» Aim of the exercise
Each record must be reproduced exactly as it is shown.

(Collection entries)
════════════════════
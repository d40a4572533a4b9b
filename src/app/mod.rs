// SPDX-License-Identifier: MPL-2.0
//! Application root state and orchestration between the tracker and settings
//! screens.
//!
//! The `App` struct wires together the domains (feed history, localization,
//! theming) and translates messages into side effects like config persistence
//! or store writes. Policy decisions (window sizing, restore order, the
//! write-on-every-toggle rule) stay close to the main update loop so
//! user-facing behavior is easy to audit.

pub mod config;
mod feed_store;
mod message;
pub mod paths;
mod persistence;
mod screen;
mod subscription;
mod update;
mod view;

pub use feed_store::FeedStore;
pub use message::{Flags, Message};
pub use screen::Screen;

use crate::i18n::fluent::I18n;
use crate::ui::feed_chart;
use crate::ui::feed_form;
use crate::ui::notifications;
use crate::ui::theming::{self, ThemeMode};
use crate::ui::timeline;
use iced::{window, Element, Subscription, Task, Theme};
use std::fmt;
use std::path::PathBuf;

/// Root Iced application state bridging UI components, localization, and
/// persisted data.
pub struct App {
    pub i18n: I18n,
    screen: Screen,
    theme_mode: ThemeMode,
    feed_form: feed_form::State,
    chart: feed_chart::State,
    timeline: timeline::State,
    store: FeedStore,
    /// Warning banners for config/store problems.
    notifications: notifications::Manager,
    /// Explicit data directory, set by tests; `None` uses standard resolution.
    data_dir_override: Option<PathBuf>,
}

impl fmt::Debug for App {
    fn fmt(&self, f: &mut fmt::Formatter<'_>) -> fmt::Result {
        f.debug_struct("App")
            .field("screen", &self.screen)
            .field("theme_mode", &self.theme_mode)
            .field("feeds", &self.store.feeds.len())
            .finish()
    }
}

pub const WINDOW_DEFAULT_WIDTH: u32 = 480;
pub const WINDOW_DEFAULT_HEIGHT: u32 = 720;
pub const MIN_WINDOW_WIDTH: u32 = 400;
pub const MIN_WINDOW_HEIGHT: u32 = 560;

/// Builds the window settings.
pub fn window_settings() -> window::Settings {
    window::Settings {
        size: iced::Size::new(WINDOW_DEFAULT_WIDTH as f32, WINDOW_DEFAULT_HEIGHT as f32),
        min_size: Some(iced::Size::new(
            MIN_WINDOW_WIDTH as f32,
            MIN_WINDOW_HEIGHT as f32,
        )),
        ..window::Settings::default()
    }
}

/// Entry point used by `main.rs` to launch the Iced application loop.
pub fn run(flags: Flags) -> iced::Result {
    use std::cell::RefCell;

    paths::init_cli_overrides(flags.data_dir.clone(), flags.config_dir.clone());

    // Wrap flags in RefCell<Option<_>> to satisfy the Fn trait requirement
    // while only consuming flags once (iced 0.14 requires Fn, not FnOnce)
    let boot_state = RefCell::new(Some(flags));
    let boot = move || {
        let flags = boot_state
            .borrow_mut()
            .take()
            .expect("Boot function called more than once");
        (App::new(flags), Task::none())
    };

    iced::application(boot, App::update, App::view)
        .title(App::title)
        .theme(App::theme)
        .window(window_settings())
        .subscription(App::subscription)
        .run()
}

impl App {
    /// Initializes application state from persisted config and history.
    fn new(flags: Flags) -> Self {
        Self::new_with_dirs(flags, None, None)
    }

    /// Initializes application state with explicit directory overrides.
    ///
    /// `None` directories go through the standard resolution (CLI, env,
    /// platform default); tests pass temp directories instead.
    pub fn new_with_dirs(
        flags: Flags,
        config_dir: Option<PathBuf>,
        data_dir: Option<PathBuf>,
    ) -> Self {
        let (config, config_warning) = config::load_with_override(config_dir);
        let i18n = I18n::new(flags.lang, &config);

        // A persisted theme wins; otherwise the OS preference decides
        // between plain light and dark.
        let theme_mode =
            ThemeMode::restore(config.general.theme, theming::system_prefers_dark());

        let default_bottle_size = config
            .tracker
            .default_bottle_size_ml
            .unwrap_or(config::DEFAULT_BOTTLE_SIZE_ML);
        let chart_days = config
            .tracker
            .chart_days
            .unwrap_or(config::DEFAULT_CHART_DAYS);

        let (store, store_warning) = FeedStore::load_from(data_dir.clone());

        let mut app = App {
            i18n,
            screen: Screen::default(),
            theme_mode,
            feed_form: feed_form::State::new(default_bottle_size),
            chart: feed_chart::State::new(chart_days),
            timeline: timeline::State::new(),
            store,
            notifications: notifications::Manager::new(),
            data_dir_override: data_dir,
        };

        // Derive both consumers from the loaded history.
        {
            use crate::domain::{FeedChartView, TimelineView};
            app.chart.update_feed_chart(&app.store.feeds);
            app.timeline.update_timeline(&app.store.feeds);
        }

        if let Some(key) = config_warning {
            app.notifications
                .push(notifications::Notification::warning(&key));
        }
        if let Some(key) = store_warning {
            app.notifications
                .push(notifications::Notification::warning(&key));
        }

        app
    }

    fn update(&mut self, message: Message) -> Task<Message> {
        update::update(self, message)
    }

    fn view(&self) -> Element<'_, Message> {
        view::view(self)
    }

    fn subscription(&self) -> Subscription<Message> {
        subscription::subscription(self)
    }

    fn title(&self) -> String {
        self.i18n.tr("app-title")
    }

    fn theme(&self) -> Theme {
        self.theme_mode.iced_theme()
    }

    /// Whether anything on screen currently depends on wall-clock time.
    pub(crate) fn needs_clock(&self) -> bool {
        self.feed_form.is_active() || !self.notifications.is_empty()
    }
}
════════════════════
» Answer below
repository d40a4572533a4b9b
filename src/app/mod.rs
// SPDX-License-Identifier: MPL-2.0
//! Application root state and orchestration between the tracker and settings
//! screens.
//!
//! The `App` struct wires together the domains (feed history, localization,
//! theming) and translates messages into side effects like config persistence
//! or store writes. Policy decisions (window sizing, restore order, the
//! write-on-every-toggle rule) stay close to the main update loop so
//! user-facing behavior is easy to audit.

pub mod config;
mod feed_store;
mod message;
pub mod paths;
mod persistence;
mod screen;
mod subscription;
mod update;
mod view;

pub use feed_store::FeedStore;
pub use message::{Flags, Message};
pub use screen::Screen;

use crate::i18n::fluent::I18n;
use crate::ui::feed_chart;
use crate::ui::feed_form;
use crate::ui::notifications;
use crate::ui::theming::{self, ThemeMode};
use crate::ui::timeline;
use iced::{window, Element, Subscription, Task, Theme};
use std::fmt;
use std::path::PathBuf;

/// Root Iced application state bridging UI components, localization, and
/// persisted data.
pub struct App {
    pub i18n: I18n,
    screen: Screen,
    theme_mode: ThemeMode,
    feed_form: feed_form::State,
    chart: feed_chart::State,
    timeline: timeline::State,
    store: FeedStore,
    /// Warning banners for config/store problems.
    notifications: notifications::Manager,
    /// Explicit data directory, set by tests; `None` uses standard resolution.
    data_dir_override: Option<PathBuf>,
}

impl fmt::Debug for App {
    fn fmt(&self, f: &mut fmt::Formatter<'_>) -> fmt::Result {
        f.debug_struct("App")
            .field("screen", &self.screen)
            .field("theme_mode", &self.theme_mode)
            .field("feeds", &self.store.feeds.len())
            .finish()
    }
}

pub const WINDOW_DEFAULT_WIDTH: u32 = 480;
pub const WINDOW_DEFAULT_HEIGHT: u32 = 720;
pub const MIN_WINDOW_WIDTH: u32 = 400;
pub const MIN_WINDOW_HEIGHT: u32 = 560;

/// Builds the window settings.
pub fn window_settings() -> window::Settings {
    window::Settings {
        size: iced::Size::new(WINDOW_DEFAULT_WIDTH as f32, WINDOW_DEFAULT_HEIGHT as f32),
        min_size: Some(iced::Size::new(
            MIN_WINDOW_WIDTH as f32,
            MIN_WINDOW_HEIGHT as f32,
        )),
        ..window::Settings::default()
    }
}

/// Entry point used by `main.rs` to launch the Iced application loop.
pub fn run(flags: Flags) -> iced::Result {
    use std::cell::RefCell;

    paths::init_cli_overrides(flags.data_dir.clone(), flags.config_dir.clone());

    // Wrap flags in RefCell<Option<_>> to satisfy the Fn trait requirement
    // while only consuming flags once (iced 0.14 requires Fn, not FnOnce)
    let boot_state = RefCell::new(Some(flags));
    let boot = move || {
        let flags = boot_state
            .borrow_mut()
            .take()
            .expect("Boot function called more than once");
        (App::new(flags), Task::none())
    };

    iced::application(boot, App::update, App::view)
        .title(App::title)
        .theme(App::theme)
        .window(window_settings())
        .subscription(App::subscription)
        .run()
}

impl App {
    /// Initializes application state from persisted config and history.
    fn new(flags: Flags) -> Self {
        Self::new_with_dirs(flags, None, None)
    }

    /// Initializes application state with explicit directory overrides.
    ///
    /// `None` directories go through the standard resolution (CLI, env,
    /// platform default); tests pass temp directories instead.
    pub fn new_with_dirs(
        flags: Flags,
        config_dir: Option<PathBuf>,
        data_dir: Option<PathBuf>,
    ) -> Self {
        let (config, config_warning) = config::load_with_override(config_dir);
        let i18n = I18n::new(flags.lang, &config);

        // A persisted theme wins; otherwise the OS preference decides
        // between plain light and dark.
        let theme_mode =
            ThemeMode::restore(config.general.theme, theming::system_prefers_dark());

        let default_bottle_size = config
            .tracker
            .default_bottle_size_ml
            .unwrap_or(config::DEFAULT_BOTTLE_SIZE_ML);
        let chart_days = config
            .tracker
            .chart_days
            .unwrap_or(config::DEFAULT_CHART_DAYS);

        let (store, store_warning) = FeedStore::load_from(data_dir.clone());

        let mut app = App {
            i18n,
            screen: Screen::default(),
            theme_mode,
            feed_form: feed_form::State::new(default_bottle_size),
            chart: feed_chart::State::new(chart_days),
            timeline: timeline::State::new(),
            store,
            notifications: notifications::Manager::new(),
            data_dir_override: data_dir,
        };

        // Derive both consumers from the loaded history.
        {
            use crate::domain::{FeedChartView, TimelineView};
            app.chart.update_feed_chart(&app.store.feeds);
            app.timeline.update_timeline(&app.store.feeds);
        }

        if let Some(key) = config_warning {
            app.notifications
                .push(notifications::Notification::warning(&key));
        }
        if let Some(key) = store_warning {
            app.notifications
                .push(notifications::Notification::warning(&key));
        }

        app
    }

    fn update(&mut self, message: Message) -> Task<Message> {
        update::update(self, message)
    }

    fn view(&self) -> Element<'_, Message> {
        view::view(self)
    }

    fn subscription(&self) -> Subscription<Message> {
        subscription::subscription(self)
    }

    fn title(&self) -> String {
        self.i18n.tr("app-title")
    }

    fn theme(&self) -> Theme {
        self.theme_mode.iced_theme()
    }

    /// Whether anything on screen currently depends on wall-clock time.
    pub(crate) fn needs_clock(&self) -> bool {
        self.feed_form.is_active() || !self.notifications.is_empty()
    }
}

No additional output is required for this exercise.